The Post Office Cat
by Gail E. Haley
Interests: cats, history, London, post office
Bodley Head: 1976
Also by this author: A Story A Story, Jack Jouett’s Ride
Clarence lives on a dairy farm with too many cats and not enough food, so one day he hitches a ride to the big city of London to search for a better life. After spending the summer in the park happily licking up ice cream puddles, he must find a home when the weather turns cold. Unfortunately every shop he sees already has a cat on the job, catching mice and guarding its territory. Growing ever colder and hungrier he explores the city, until he wanders into the post office, which happens to be plagued with mice and rats. The Postmaster suddenly exclaims “What we need is a CAT!” and Clarence jumps up on his desk. He is hired on the spot. Clarence is given a special collar with a medal inscribed “H.M.P.O.C.” (Her Majesty’s Post Office Cat), and is paid sixpence a week for milk plus all the mice he can catch.
Haley tells Clarence’s story with gently lyrical watercolours, painting a fascinating, cat’s-eye view of Victorian London.

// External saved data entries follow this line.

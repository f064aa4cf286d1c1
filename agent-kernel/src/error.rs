//! Errors surfaced by the agent runtime.

use agent_primitives::AgentId;
use thiserror::Error;

use crate::lifecycle::AgentState;

/// Boxed error used for handler failures and lifecycle hook failures.
pub type BoxError = Box<dyn std::error::Error + Send + Sync + 'static>;

/// Errors produced by lifecycle operations and task submissions.
#[derive(Debug, Error)]
pub enum AgentError {
    /// The requested transition is not permitted from the current state.
    #[error("illegal transition for agent {agent_id}: {current:?} -> {attempted:?}")]
    IllegalTransition {
        /// Identifier of the agent.
        agent_id: AgentId,
        /// State at the time of the call.
        current: AgentState,
        /// State the call tried to enter.
        attempted: AgentState,
    },
    /// A lifecycle hook failed; the agent has been moved to [`AgentState::Error`].
    #[error("lifecycle hook failed for agent {agent_id} while {state:?}")]
    LifecycleHook {
        /// Identifier of the agent.
        agent_id: AgentId,
        /// Intermediate state the hook ran in.
        state: AgentState,
        /// Underlying cause.
        #[source]
        source: BoxError,
    },
    /// A task was submitted while the agent was not accepting work.
    #[error("agent {agent_id} is not running (state {state:?})")]
    NotRunning {
        /// Identifier of the agent.
        agent_id: AgentId,
        /// State at the time of submission.
        state: AgentState,
    },
    /// The task handler returned an error.
    #[error("task processing failed for agent {agent_id}")]
    ProcessingFailed {
        /// Identifier of the agent.
        agent_id: AgentId,
        /// Error returned by the handler.
        #[source]
        source: BoxError,
    },
    /// The worker went away before the task produced a result.
    #[error("task cancelled before completion for agent {agent_id}")]
    Cancelled {
        /// Identifier of the agent.
        agent_id: AgentId,
    },
}

impl AgentError {
    /// Identifier of the agent the error originated from.
    #[must_use]
    pub const fn agent_id(&self) -> AgentId {
        match self {
            Self::IllegalTransition { agent_id, .. }
            | Self::LifecycleHook { agent_id, .. }
            | Self::NotRunning { agent_id, .. }
            | Self::ProcessingFailed { agent_id, .. }
            | Self::Cancelled { agent_id } => *agent_id,
        }
    }

    /// State recorded on the error, if any.
    ///
    /// For illegal transitions this is the state at the time of the call.
    #[must_use]
    pub const fn state(&self) -> Option<AgentState> {
        match self {
            Self::IllegalTransition { current, .. } => Some(*current),
            Self::LifecycleHook { state, .. } | Self::NotRunning { state, .. } => Some(*state),
            Self::ProcessingFailed { .. } | Self::Cancelled { .. } => None,
        }
    }

    /// Attempts to downcast a processing failure to the handler's error type.
    #[must_use]
    pub fn handler_error<E>(&self) -> Option<&E>
    where
        E: std::error::Error + 'static,
    {
        match self {
            Self::ProcessingFailed { source, .. } => source.downcast_ref::<E>(),
            _ => None,
        }
    }
}

/// Result alias for runtime operations.
pub type AgentResult<T> = Result<T, AgentError>;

And it’s based on fact – a historical note at the end of the book tells us that beginning in 1868 cats were officially hired at all post offices in Great Britain, a practice which continues to the present day.
A charming bit of history, and Clarence’s exploration of the city shows various sides of London society, from fishermen at the docks to the shopkeepers to an upper class household to the homeless poor.